Ecopsychology: Reductionism Is Just One Way of Knowing

In the mid-Eighties, when I had finished my dissertation, I asked a famous Jungian theorist to take a look at it. If the truth be known, it was not the tightest dissertation ever. That was, in part, inexperience, as well as my taking on difficult ideas about the mythic nature of place. In any event, the famous, generous man did me the good turn of reading over the manuscript, then replied, “It’s simple. It’s all about the relationship to the  mother.”

I was not then, nor am I now, sure he was right. Yes, as Winnicott repeatedly pointed out, our relationships with others, human and non, harken back to our relationships with our earliest caregivers. Winnicott thought the imaginal space that opens between “mother” and “I” as we mature was the place of culture, relationship, and engagement with place.
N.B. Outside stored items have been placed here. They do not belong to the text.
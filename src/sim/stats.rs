//! In-memory merge stats recorder.

use std::io;
use std::sync::atomic::{AtomicBool, Ordering};
use std::sync::{Arc, Mutex, MutexGuard};
use std::time::Duration;

use crate::clock::Clock;
use crate::services::{MergeStatsRecorder, StatsError};
use crate::types::{
    CowUsage, MergeFailureCode, MergeFeatures, MergeStatsReport, MergeStatsResult, UpdateState,
};

#[derive(Debug, Default)]
struct Recording {
    report: MergeStatsReport,
    started_at: Option<Duration>,
    /// Merge time of boots before the last simulated reboot.
    carried: Duration,
    /// Set by a reboot that interrupted a recording.
    interrupted: bool,
    starts: usize,
    writes: usize,
    finishes: usize,
}

/// A [`MergeStatsRecorder`] that keeps everything in memory.
///
/// Starting an already started recorder is a no-op. Only a recording
/// interrupted by [`MemoryStatsRecorder::simulate_reboot`] resumes.
pub struct MemoryStatsRecorder {
    clock: Arc<dyn Clock>,
    recording: Mutex<Recording>,
    fail_writes: AtomicBool,
}

impl MemoryStatsRecorder {
    pub fn new(clock: Arc<dyn Clock>) -> Self {
        MemoryStatsRecorder {
            clock,
            recording: Mutex::new(Recording::default()),
            fail_writes: AtomicBool::new(false),
        }
    }

    fn recording(&self) -> MutexGuard<'_, Recording> {
        self.recording.lock().unwrap_or_else(|e| e.into_inner())
    }

    /// Makes `start` and `write_state` fail.
    pub fn set_fail_writes(&self, fail: bool) {
        self.fail_writes.store(fail, Ordering::SeqCst);
    }

    /// The report accumulated so far.
    pub fn report(&self) -> MergeStatsReport {
        self.recording().report.clone()
    }

    pub fn is_started(&self) -> bool {
        self.recording().started_at.is_some()
    }

    /// Drops the running recording as a reboot would, keeping what a durable
    /// recorder would have persisted. The next `start` resumes it.
    pub fn simulate_reboot(&self) {
        let now = self.clock.now();
        let mut recording = self.recording();
        if let Some(started_at) = recording.started_at.take() {
            recording.carried += now.saturating_sub(started_at);
            recording.interrupted = true;
        }
    }

    pub fn starts(&self) -> usize {
        self.recording().starts
    }

    pub fn writes(&self) -> usize {
        self.recording().writes
    }

    pub fn finishes(&self) -> usize {
        self.recording().finishes
    }

    fn check_writable(&self) -> Result<(), StatsError> {
        if self.fail_writes.load(Ordering::SeqCst) {
            Err(io::Error::other("stats storage unavailable").into())
        } else {
            Ok(())
        }
    }
}

impl MergeStatsRecorder for MemoryStatsRecorder {
    fn start(&self) -> Result<(), StatsError> {
        let now = self.clock.now();
        let mut recording = self.recording();
        recording.starts += 1;
        if recording.started_at.is_none() {
            if std::mem::take(&mut recording.interrupted) {
                recording.report.resume_count += 1;
            }
            recording.started_at = Some(now);
        }
        drop(recording);
        self.check_writable()
    }

    fn set_state(&self, state: UpdateState) {
        self.recording().report.state = state;
    }

    fn set_boot_complete_time_ms(&self, ms: u64) {
        self.recording().report.boot_complete_time_ms = ms;
    }

    fn boot_complete_time_ms(&self) -> u64 {
        self.recording().report.boot_complete_time_ms
    }

    fn set_boot_complete_to_merge_start_time_ms(&self, ms: u64) {
        self.recording().report.boot_complete_to_merge_start_time_ms = ms;
    }

    fn set_source_build_fingerprint(&self, fingerprint: &str) {
        self.recording().report.source_build_fingerprint = fingerprint.to_string();
    }

    fn set_merge_failure_code(&self, code: MergeFailureCode) {
        self.recording().report.merge_failure_code = code;
    }

    fn set_cow_usage(&self, usage: CowUsage) {
        self.recording().report.cow = usage;
    }

    fn set_features(&self, features: MergeFeatures) {
        self.recording().report.features = features;
    }

    fn write_state(&self) -> Result<(), StatsError> {
        self.check_writable()?;
        let mut recording = self.recording();
        if recording.started_at.is_none() {
            return Err(StatsError::NotStarted);
        }
        recording.writes += 1;
        Ok(())
    }

    fn finish(&self) -> Result<MergeStatsResult, StatsError> {
        let now = self.clock.now();
        let mut recording = self.recording();
        recording.finishes += 1;
        let started_at = recording.started_at.take().ok_or(StatsError::NotStarted)?;
        let merge_time = std::mem::take(&mut recording.carried) + now.saturating_sub(started_at);
        let report = std::mem::take(&mut recording.report);
        Ok(MergeStatsResult::new(report, merge_time))
    }
}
For him, life took place in an emotional and cognitive “holding environment” between mature self and emotional memory of primary early relationships.  This is mirrored in our referring to Pachamama as Mother Earth, and our fantasies about the Earth as both nurturing and devouring.
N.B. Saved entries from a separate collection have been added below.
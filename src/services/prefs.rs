//! The update pipeline's durable preference store.

use thiserror::Error;

/// Keys written by the payload pipeline that the cleanup action resets.
pub mod keys {
    pub const UPDATE_STATE_NEXT_OPERATION: &str = "update-state-next-operation";
    pub const UPDATE_STATE_NEXT_DATA_OFFSET: &str = "update-state-next-data-offset";
    pub const UPDATE_STATE_NEXT_DATA_LENGTH: &str = "update-state-next-data-length";
    pub const UPDATE_STATE_SHA256_CONTEXT: &str = "update-state-sha-256-context";
    pub const UPDATE_STATE_SIGNED_SHA256_CONTEXT: &str = "update-state-signed-sha-256-context";
    pub const UPDATE_STATE_SIGNATURE_BLOB: &str = "update-state-signature-blob";
    pub const MANIFEST_METADATA_SIZE: &str = "manifest-metadata-size";
    pub const MANIFEST_SIGNATURE_SIZE: &str = "manifest-signature-size";
    pub const RESUMED_UPDATE_FAILURES: &str = "resumed-update-failures";
    pub const POST_INSTALL_SUCCEEDED: &str = "post-install-succeeded";
    pub const VERITY_WRITTEN: &str = "verity-written";

    /// Non-empty while dynamic partition metadata for the update is in place.
    pub const DYNAMIC_PARTITION_METADATA_UPDATED: &str = "dynamic-partition-metadata-updated";
}

/// Errors returned by a preference store.
#[derive(Debug, Clone, PartialEq, Eq, Error)]
pub enum PrefsError {
    /// The store does not accept writes.
    #[error("preference store is read-only")]
    ReadOnly,

    /// A write or delete failed.
    #[error("failed to update preference {key}: {reason}")]
    Write { key: String, reason: String },
}

/// A durable string/integer key-value store.
pub trait Preferences: Send + Sync {
    /// Returns the value stored under `key`, if any.
    fn get_string(&self, key: &str) -> Option<String>;

    fn set_string(&self, key: &str, value: &str) -> Result<(), PrefsError>;

    fn set_i64(&self, key: &str, value: i64) -> Result<(), PrefsError>;

    /// Removes `key`. Removing a missing key succeeds.
    fn delete(&self, key: &str) -> Result<(), PrefsError>;
}
//! The merge statistics accumulator.

use std::io;

use thiserror::Error;

use crate::types::{CowUsage, MergeFailureCode, MergeFeatures, MergeStatsResult, UpdateState};

/// Errors returned by a stats recorder.
#[derive(Debug, Error)]
pub enum StatsError {
    /// IO error while persisting stats.
    #[error("IO error: {0}")]
    Io(#[from] io::Error),

    /// The persisted stats could not be encoded or decoded.
    #[error("JSON error: {0}")]
    Json(#[from] serde_json::Error),

    /// The persisted stats were written by an incompatible version.
    #[error("schema version mismatch: expected {expected}, got {got}")]
    SchemaMismatch { expected: u32, got: u32 },

    /// `finish` or `write_state` was called before `start`.
    #[error("merge stats recording was not started")]
    NotStarted,
}

/// Accumulates statistics for one merge.
///
/// The recorder belongs to the snapshot manager and is shared with the
/// cleanup action, hence `&self` setters.
pub trait MergeStatsRecorder: Send + Sync {
    /// Starts (or resumes) recording.
    fn start(&self) -> Result<(), StatsError>;

    fn set_state(&self, state: UpdateState);

    fn set_boot_complete_time_ms(&self, ms: u64);

    fn boot_complete_time_ms(&self) -> u64;

    fn set_boot_complete_to_merge_start_time_ms(&self, ms: u64);

    fn set_source_build_fingerprint(&self, fingerprint: &str);

    fn set_merge_failure_code(&self, code: MergeFailureCode);

    fn set_cow_usage(&self, usage: CowUsage);

    fn set_features(&self, features: MergeFeatures);

    /// Persists the accumulated stats so they survive a restart.
    fn write_state(&self) -> Result<(), StatsError>;

    /// Stops recording and returns the final report.
    fn finish(&self) -> Result<MergeStatsResult, StatsError>;
}
//! Simulated boot control.

use std::sync::{Mutex, MutexGuard};

use crate::services::BootControl;
use crate::types::{FeatureFlag, Slot};

#[derive(Debug)]
struct BootState {
    virtual_ab: FeatureFlag,
    compression: FeatureFlag,
    userspace_snapshots: FeatureFlag,
    xor_compression: FeatureFlag,
    current_slot: Slot,
    successful: [bool; 2],
    unbootable: Vec<Slot>,
    mark_unbootable_fails: bool,
    slot_queries: usize,
}

/// A [`BootControl`] for a virtual A/B device booted from slot A.
///
/// The current slot starts out unverified; call
/// [`SimBootControl::mark_successful`] to verify it.
#[derive(Debug)]
pub struct SimBootControl {
    state: Mutex<BootState>,
}

impl Default for SimBootControl {
    fn default() -> Self {
        Self::new()
    }
}

impl SimBootControl {
    pub fn new() -> Self {
        SimBootControl {
            state: Mutex::new(BootState {
                virtual_ab: FeatureFlag::Launch,
                compression: FeatureFlag::Launch,
                userspace_snapshots: FeatureFlag::None,
                xor_compression: FeatureFlag::None,
                current_slot: Slot::A,
                successful: [false; 2],
                unbootable: Vec::new(),
                mark_unbootable_fails: false,
                slot_queries: 0,
            }),
        }
    }

    fn state(&self) -> MutexGuard<'_, BootState> {
        self.state.lock().unwrap_or_else(|e| e.into_inner())
    }

    pub fn set_virtual_ab(&self, flag: FeatureFlag) {
        self.state().virtual_ab = flag;
    }

    pub fn set_compression(&self, flag: FeatureFlag) {
        self.state().compression = flag;
    }

    pub fn set_userspace_snapshots(&self, flag: FeatureFlag) {
        self.state().userspace_snapshots = flag;
    }

    pub fn set_xor_compression(&self, flag: FeatureFlag) {
        self.state().xor_compression = flag;
    }

    pub fn set_current_slot(&self, slot: Slot) {
        self.state().current_slot = slot;
    }

    /// Marks the boot of `slot` as verified.
    pub fn mark_successful(&self, slot: Slot) {
        self.state().successful[slot.index() as usize] = true;
    }

    pub fn set_mark_unbootable_fails(&self, fails: bool) {
        self.state().mark_unbootable_fails = fails;
    }

    /// Slots successfully marked unbootable, in call order.
    pub fn unbootable_slots(&self) -> Vec<Slot> {
        self.state().unbootable.clone()
    }

    /// Number of slot verification queries so far.
    pub fn slot_queries(&self) -> usize {
        self.state().slot_queries
    }
}

impl BootControl for SimBootControl {
    fn virtual_ab_feature_flag(&self) -> FeatureFlag {
        self.state().virtual_ab
    }

    fn virtual_ab_compression_feature_flag(&self) -> FeatureFlag {
        self.state().compression
    }

    fn virtual_ab_userspace_snapshots_feature_flag(&self) -> FeatureFlag {
        self.state().userspace_snapshots
    }

    fn virtual_ab_compression_xor_feature_flag(&self) -> FeatureFlag {
        self.state().xor_compression
    }

    fn current_slot(&self) -> Slot {
        self.state().current_slot
    }

    fn is_slot_marked_successful(&self, slot: Slot) -> bool {
        let mut state = self.state();
        state.slot_queries += 1;
        state.successful[slot.index() as usize]
    }

    fn mark_slot_unbootable(&self, slot: Slot) -> bool {
        let mut state = self.state();
        if state.mark_unbootable_fails {
            return false;
        }
        state.unbootable.push(slot);
        true
    }
}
That said, I am leery (as I imagine would be Winnicott) of  severe reductionism. I am reasonably sure collapsing very personal and profound experiences of relatedness with, and to, the planet into recapitulations of our first relationships does a disservice to us and to Pachamama. I also feel concern least confusing metaphor with experience justify the destruction of our living planet. (I remember hearing Mary Catherine Bateson say, at a conference, that her Japanese friends had asked her why we in the West insist on calling the planet “Mother Earth” when we so often do not LIKE our mothers.)

I am concerned that psychoanalytic reductions ignore the lived experience of a world that is reciprocal and engaged with us, that responds to ritual and ceremony.  I am bewildered by assertions that a responsive planet is a figment of imagination or simple wish fulfillment. Would it not make make more sense to suggest that biological mothers are an expression of a complex, responsive, emergent, living planet? (One can be reductionist on this path, too. For instance, one can develop “rules” from observing complex systems, then use the rules to “predict” the forms those systems will take under emergent conditions. The reduction occurs when one makes the questionable leap to thinking the system is ONLY the rules.)

Tomorrow I begin to teach a course on Ecopsychology. The course has to speak to the volumes of research on humans and our ways of experiencing, and relating to, ecosystems, and the ways those interactions and conceptualizations inform self. Yet, there is the real risk of reducing complex, emergent, reciprocal behaviors to the purely psychological. This is, in large part, a question of epistemology.  Reductionism, including that of psychoanalytic thought, is a central tenet of Western thought and perception. Generally, Indigenous ways of knowing are more experiential, relational,and reciprocal. These differing epistemologies create very different understandings, patterns of relationship, and culture, and, in the Americas, have resulted in five hundred years of conflict, misunderstanding, and genocide.

I plan to  open the class with a sharing circle to encourage students to talk about their real, almost unmentionable, reasons for being in course. I hope we will return to that circle each class, creating the conditions, over the duration of the semester, for openness, revelation, and mutual trust. This is more of an Indigenous style of teaching, supporting students to create, or allow, meaning through experience. We will still read and explore what others have to say about place, ecology, and self. Yet, if all goes well, students will leave the course grounded in their own knowing of the emergent, relational nature of place and planet.

I’m not the same person who received the note from the imminent psychoanalyst and scholar. Back then, the young man I was thought about the note, and tucked the dissertation away for safe keeping. Well, not completely. I have continued to think about matters of pace, planet, and self. I have continued to teach, and to conduct ritual and ceremony. Today, if I were to respond to that gentleman, I might say, “Yes, relationship to place and planet is indeed about first caregivers. Beyond that though, well, its complex.”

4 thoughts on “Ecopsychology: Reductionism Is Just One Way of Knowing

  1. A lovely post, each word chosen with care and imbued with meaning. I wish I could join your class.

    Oh how I love Winnicott, in so many ways.